A peça foi tratada com visível carinho na encenação em cartaz no TNC, a começar pelo muito expressivo cenário de Gianni Ratto e pelos corretos figurinos de Kalma Murtinho, e terminando no aspecto visual de direção de Flávio Rangel, que elaborou uma marcação sobriamente equilibrada e iluminou o espetáculo de modo bastante inspirado. Mas na empostação geral do tom da encenação alguns equívocos me parecem ter sido cometidos: eles não impedem os valores essenciais do texto de chegarem ao espectador, mas enfraquecem sensivelmente o seu impacto. Em primeiro lugar, a Ênfase quase caricata das composições resultou claramente contraproducente: o que é fundamentalmente grotesco em Mumu não são os personagens isoladamente, como acontece no espetáculo, e sim a incolor rotina do cotidiano e a inexorável passagem do tempo dentro dessa rotina; e esse grotesco teria sido conseguido mais convincentemente através de uma representação menos pontuada de exótico, pintada com pinceladas menos fortes do que as que foram adotadas. Outro elemento contraproducente são os em si lindos slides de Claus Meyer, que projetam a realidade da família-exemplo para o cotidiano do povo nas ruas. Ora, a peça me parece justamente incisiva (e, inclusive, política) na medida em que se passa num espaço trancado, hermeticamente isolado do que acontece lá fora; e o texto em si é suficientemente claro para que o espectador deduza sem a óbvia ajuda dos slides, que cortam a fluidez da ação, que a família que vemos não é um exemplo isolado, mas sintoma de uma estrutura mais ampla.

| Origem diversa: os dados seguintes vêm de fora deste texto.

//! `tracing` subscriber setup. Output goes to stderr.

use tracing_subscriber::{
    fmt, layer::SubscriberExt, util::SubscriberInitExt, util::TryInitError, EnvFilter,
};

/// Install a global subscriber filtering at `default_level`, or at `RUST_LOG` when set.
///
/// Fails if a global subscriber is already installed.
pub fn init(default_level: &str) -> Result<(), TryInitError> {
    let filter =
        EnvFilter::try_from_default_env().unwrap_or_else(|_| EnvFilter::new(default_level));
    tracing_subscriber::registry()
        .with(filter)
        .with(fmt::layer().with_writer(std::io::stderr).with_target(true))
        .try_init()
}

#[cfg(test)]
mod test {
    use super::*;

    #[test]
    fn it_installs_once() {
        let first = init("debug");
        assert!(init("info").is_err() || first.is_err());
    }
}
use std::{collections::HashMap, sync::Mutex};

use async_trait::async_trait;
use camino_core::{
    enc::encode_hex_checksummed, hashes::sha256, nets::Chain, ser::ByteFormat, AssetId, ChainId,
    EthAddress, TxId,
};
use camino_keys::PrivateKey;
use camino_provider::{
    rpc::common::ErrorResponse,
    types::{Blockchain, NodeConfiguration, SpendReply, SpendRequest},
    NodeProvider, ProviderError,
};
use camino_txs::types::{TransferableInput, TransferableOutput, UtxoId};

use crate::spend::Fragments;

pub(crate) fn funder() -> PrivateKey {
    "PrivateKey-vmRQiZeXEXYMyJhEiqdC2z5JhuDbxL8ix9UVvjgMu2Er1NepE"
        .parse()
        .unwrap()
}

pub(crate) fn ewoq() -> PrivateKey {
    "PrivateKey-ewoqjP7PxY4yr3iLTpLisriqt94hdyDFNgchSxGGztUrTXtNN"
        .parse()
        .unwrap()
}

pub(crate) fn asset_id() -> AssetId {
    AssetId::new([0x59; 32])
}

pub(crate) fn c_chain_id() -> ChainId {
    ChainId::new([0x0c; 32])
}

pub(crate) fn x_chain_id() -> ChainId {
    ChainId::new([0x0a; 32])
}

fn encode<T: ByteFormat<Error = camino_core::SerError> + Clone>(items: &[T]) -> String {
    encode_hex_checksummed(&Fragments(items.to_vec()).serialize_bytes().unwrap())
}

/// An in-memory node. Spends always return the same selection.
#[derive(Debug)]
pub(crate) struct MockProvider {
    pub(crate) config: NodeConfiguration,
    pub(crate) spend_reply: Result<SpendReply, ErrorResponse>,
    pub(crate) base_fee: Option<u128>,
    pub(crate) nonce: u64,
    pub(crate) hang: bool,
    spends: Mutex<Vec<SpendRequest>>,
    txs: Mutex<HashMap<(Chain, TxId), Vec<u8>>>,
    issued: Mutex<Vec<Chain>>,
}

impl Default for MockProvider {
    fn default() -> Self {
        Self {
            config: NodeConfiguration {
                network_id: 1002,
                asset_id: asset_id(),
                hrp: "kopernikus".to_owned(),
                blockchains: vec![
                    Blockchain {
                        id: c_chain_id(),
                        name: "C".to_owned(),
                    },
                    Blockchain {
                        id: x_chain_id(),
                        name: "X".to_owned(),
                    },
                ],
            },
            spend_reply: Ok(SpendReply {
                ins: encode::<TransferableInput>(&[]),
                outs: encode::<TransferableOutput>(&[]),
            }),
            base_fee: Some(25_000_000_000),
            nonce: 0,
            hang: false,
            spends: Default::default(),
            txs: Default::default(),
            issued: Default::default(),
        }
    }
}

impl MockProvider {
    /// A node holding two UTXOs of `key`, returning change to it
    pub(crate) fn funded(key: &PrivateKey) -> Self {
        let inputs = vec![
            TransferableInput::transfer(
                UtxoId::new(TxId::new([0xee; 32]), 1),
                asset_id(),
                200_000_000_000,
                vec![0],
            ),
            TransferableInput::transfer(
                UtxoId::new(TxId::new([0x11; 32]), 0),
                asset_id(),
                3_000_000,
                vec![0],
            ),
        ];
        let outputs = vec![TransferableOutput::pay(
            asset_id(),
            102_000_000_000,
            key.address(),
        )];
        Self::default().with_spend(Ok(SpendReply {
            ins: encode(&inputs),
            outs: encode(&outputs),
        }))
    }

    pub(crate) fn with_spend(mut self, reply: Result<SpendReply, ErrorResponse>) -> Self {
        self.spend_reply = reply;
        self
    }

    pub(crate) fn with_base_fee(mut self, base_fee: Option<u128>) -> Self {
        self.base_fee = base_fee;
        self
    }

    pub(crate) fn with_nonce(mut self, nonce: u64) -> Self {
        self.nonce = nonce;
        self
    }

    /// Spend requests never complete
    pub(crate) fn hanging(mut self) -> Self {
        self.hang = true;
        self
    }

    pub(crate) fn last_spend(&self) -> Option<SpendRequest> {
        self.spends.lock().unwrap().last().cloned()
    }

    pub(crate) fn issued(&self) -> Vec<Chain> {
        self.issued.lock().unwrap().clone()
    }
}

#[async_trait]
impl NodeProvider for MockProvider {
    async fn get_configuration(&self) -> Result<NodeConfiguration, ProviderError> {
        Ok(self.config.clone())
    }

    async fn spend(&self, request: &SpendRequest) -> Result<SpendReply, ProviderError> {
        self.spends.lock().unwrap().push(request.clone());
        if self.hang {
            futures_util::future::pending::<()>().await;
        }
        self.spend_reply.clone().map_err(Into::into)
    }

    async fn get_tx(&self, chain: Chain, tx_id: TxId) -> Result<Vec<u8>, ProviderError> {
        self.txs
            .lock()
            .unwrap()
            .get(&(chain, tx_id))
            .cloned()
            .ok_or_else(|| ProviderError::Unsupported(format!("unknown tx {}", tx_id)))
    }

    async fn issue_tx(&self, chain: Chain, tx: &[u8]) -> Result<TxId, ProviderError> {
        let id = TxId::new(sha256(tx));
        self.txs.lock().unwrap().insert((chain, id), tx.to_vec());
        self.issued.lock().unwrap().push(chain);
        Ok(id)
    }

    async fn base_fee(&self) -> Result<Option<u128>, ProviderError> {
        Ok(self.base_fee)
    }

    async fn nonce(&self, _: EthAddress) -> Result<u64, ProviderError> {
        Ok(self.nonce)
    }
}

Num trabalho admirável, Osvaldo Lousada domina de ponta a ponta a distribuição, dando uma verdadeira aula de interpretação ao mesmo tempo inteligentemente crítica mas também cercada de uma profunda simpatia humana. O resto do elenco, embora sem comprometer, fica num nível bastante inferior: André Valil custa a definir a linha exata do seu personagem, e só a encontra na fase final, através de recursos de composição; Ida Gomes, embora correta no seu desempenho, tem um tipo físico que destoa da suave fragilidade da personagem; e Julia Miranda, bastante falsa no primeiro ato (prejudicando-se, inclusive, por não saber controlar as mãos, o que poderia aprender simplesmente observando o trabalho de Lousada, um mestre neste aspecto), só começa a ganhar alguma autenticidade depois do intervalo. Entretanto, todos os quatro sabem o que estão fazendo; e justamente por ser uma realização consciente, da primeira linha do texto ao último prego do cenário, é que Mumu deve ser reconhecido como uma presença positiva no panorama atual.